Aside from your health, it's hard to imagine any endeavor other than investing where the outcomes can change so rapidly and matter so much.
If you examined equity performance before last week, you might have felt like you were exploring the depths of another major pull back. With the instantaneous media, access to so-called "credible" opinions, and real-time stock pricing at your fingertips, it's no wonder you might have felt anxious.[i]
[Note: Dow Jones Index (red line), S&P 500 (blue line).]
Now examine how strong a recovery we witnessed during the week. The S&P 500 was up 3.03% and the Dow was up 3.84%.[ii,iii,iv]
[Note: Dow Jones Index (red line), S&P 500 (blue line).]
The bias to do something in the face of challenges is a common human reaction. It's very counterintuitive to just stand there.
That's why we rely on data to determine actions. Last week’s data was indeed very positive. To date, Q4 earnings have crushed estimates (71.8% of companies have beaten expectations), but overall growth (7.1%) is still below long-term averages (7.4%).[v]

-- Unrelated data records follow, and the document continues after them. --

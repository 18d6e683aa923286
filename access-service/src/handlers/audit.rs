//! Audit log and security event query handlers (admin surface).

use axum::{
    extract::{Query, State},
    Json,
};
use chrono::{DateTime, Utc};
use hub_core::error::AppError;
use serde::{Deserialize, Serialize};
use utoipa::{IntoParams, ToSchema};
use uuid::Uuid;

use crate::{
    models::{AuditLogResponse, SecurityEventResponse},
    AppState,
};

/// Filters for the audit log query.
#[derive(Debug, Deserialize, IntoParams)]
pub struct AuditLogQuery {
    pub actor_person_id: Option<Uuid>,
    pub action: Option<String>,
    pub resource_type: Option<String>,
    pub resource_id: Option<Uuid>,
    pub from_utc: Option<DateTime<Utc>>,
    pub to_utc: Option<DateTime<Utc>>,
    pub limit: Option<i64>,
    pub offset: Option<i64>,
}

/// Paginated audit log page.
#[derive(Debug, Serialize, ToSchema)]
pub struct AuditLogPage {
    pub entries: Vec<AuditLogResponse>,
    pub total: i64,
    pub limit: i64,
    pub offset: i64,
}

/// Query the audit log
#[utoipa::path(
    get,
    path = "/admin/audit-logs",
    params(AuditLogQuery),
    responses(
        (status = 200, description = "Audit log page", body = AuditLogPage)
    ),
    tag = "Administration",
    security(("bearer_auth" = []))
)]
pub async fn list_audit_logs(
    State(state): State<AppState>,
    Query(query): Query<AuditLogQuery>,
) -> Result<Json<AuditLogPage>, AppError> {
    let limit = query.limit.unwrap_or(50).clamp(1, 500);
    let offset = query.offset.unwrap_or(0).max(0);

    let (entries, total) = state
        .db
        .find_audit_logs(
            query.actor_person_id,
            query.action.as_deref(),
            query.resource_type.as_deref(),
            query.resource_id,
            query.from_utc,
            query.to_utc,
            limit,
            offset,
        )
        .await?;

    Ok(Json(AuditLogPage {
        entries: entries.into_iter().map(AuditLogResponse::from).collect(),
        total,
        limit,
        offset,
    }))
}

/// Filters for the security event query.
#[derive(Debug, Deserialize, IntoParams)]
pub struct SecurityEventQuery {
    pub person_id: Option<Uuid>,
    pub limit: Option<i64>,
    pub offset: Option<i64>,
}

/// List recent security events.
pub async fn list_security_events(
    State(state): State<AppState>,
    Query(query): Query<SecurityEventQuery>,
) -> Result<Json<Vec<SecurityEventResponse>>, AppError> {
    let limit = query.limit.unwrap_or(50).clamp(1, 500);
    let offset = query.offset.unwrap_or(0).max(0);

    let events = state
        .db
        .find_security_events(query.person_id, limit, offset)
        .await?;

    Ok(Json(
        events.into_iter().map(SecurityEventResponse::from).collect(),
    ))
}
//! Person handlers: own profile plus a permission-gated directory view.

use axum::{
    extract::{Path, State},
    Json,
};
use hub_core::error::AppError;
use uuid::Uuid;

use crate::{
    middleware::CurrentUser,
    models::{
        AuditAction, AuditLogEntry, PermissionAction, PermissionModule, PersonResponse,
        UpdatePersonRequest,
    },
    services::ServiceError,
    AppState,
};

/// Get the caller's own person record
#[utoipa::path(
    get,
    path = "/people/me",
    responses(
        (status = 200, description = "Caller's person record", body = PersonResponse),
        (status = 401, description = "Not authenticated")
    ),
    tag = "People",
    security(("bearer_auth" = []))
)]
pub async fn get_me(
    State(state): State<AppState>,
    CurrentUser(ctx): CurrentUser,
) -> Result<Json<PersonResponse>, AppError> {
    let person = state
        .db
        .find_person_by_id(ctx.person_id)
        .await?
        .ok_or(ServiceError::PersonNotFound)?;
    Ok(Json(person.into()))
}

/// Update the caller's own editable fields.
pub async fn update_me(
    State(state): State<AppState>,
    CurrentUser(ctx): CurrentUser,
    Json(req): Json<UpdatePersonRequest>,
) -> Result<Json<PersonResponse>, AppError> {
    let mut person = state
        .db
        .find_person_by_id(ctx.person_id)
        .await?
        .ok_or(ServiceError::PersonNotFound)?;

    let before = serde_json::json!({
        "full_name": person.full_name,
        "phone": person.phone,
        "congregation_id": person.congregation_id,
    });

    if let Some(full_name) = req.full_name {
        person.full_name = full_name;
    }
    if req.phone.is_some() {
        person.phone = req.phone;
    }
    if req.congregation_id.is_some() {
        person.congregation_id = req.congregation_id;
    }

    state.db.update_person(&person).await?;

    state.audit.record(
        AuditLogEntry::user_action(
            ctx.person_id,
            AuditAction::PersonUpdated,
            Some("pessoa".to_string()),
            Some(person.person_id),
        )
        .with_snapshots(
            Some(before),
            Some(serde_json::json!({
                "full_name": person.full_name,
                "phone": person.phone,
                "congregation_id": person.congregation_id,
            })),
        ),
    );

    Ok(Json(person.into()))
}

/// List active people in the caller's church. Requires pessoas:visualizar.
pub async fn list_people(
    State(state): State<AppState>,
    CurrentUser(ctx): CurrentUser,
) -> Result<Json<Vec<PersonResponse>>, AppError> {
    state
        .authz
        .require(&ctx, PermissionModule::Pessoas, PermissionAction::Visualizar)
        .await?;

    let people = state.db.find_people_by_church(ctx.church_id).await?;
    Ok(Json(people.into_iter().map(PersonResponse::from).collect()))
}

/// Get one person. Requires pessoas:visualizar and the same church.
pub async fn get_person(
    State(state): State<AppState>,
    CurrentUser(ctx): CurrentUser,
    Path(person_id): Path<Uuid>,
) -> Result<Json<PersonResponse>, AppError> {
    state
        .authz
        .require(&ctx, PermissionModule::Pessoas, PermissionAction::Visualizar)
        .await?;

    let person = state
        .db
        .find_person_by_id(person_id)
        .await?
        .filter(|p| p.church_id == ctx.church_id)
        .ok_or(ServiceError::PersonNotFound)?;

    Ok(Json(person.into()))
}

We also had the following strong data on the general economy:[vi]
- Nonfarm payrolls increased 257,000 last month, beating Wall Street forecasts.
- Job creation data for November and December 2014 was revised upward by 147,000.
- January marked the 11th straight month of job gains above 200,000, the longest streak since 1994.
- The labor force participation rate rose 0.2% to 62.9%, indicating that more working-age Americans are employed or at least looking for a job.
- Average hourly wages increased 12 cents last month, the largest gain since June 2007. Higher wages and lower fuel prices should provide a tailwind for consumer spending.
It's easy to get myopic in the face of bad data and react, particularly when your portfolio underperforms its respective benchmarks in the short run. It's critical to your success and well-being to stand back and reflect. Our job is to help you do just that.
First, if you have a properly allocated portfolio and a targeted rate of return, your objectives dictate you can expect to spend 40% of the time underperforming that benchmark over a 10-year period.[vii]
Conversely, you can also expect to spend 55% of the time outperforming that target. A mere 5% of the time your allocation will perform in-line with your expectations.[viii]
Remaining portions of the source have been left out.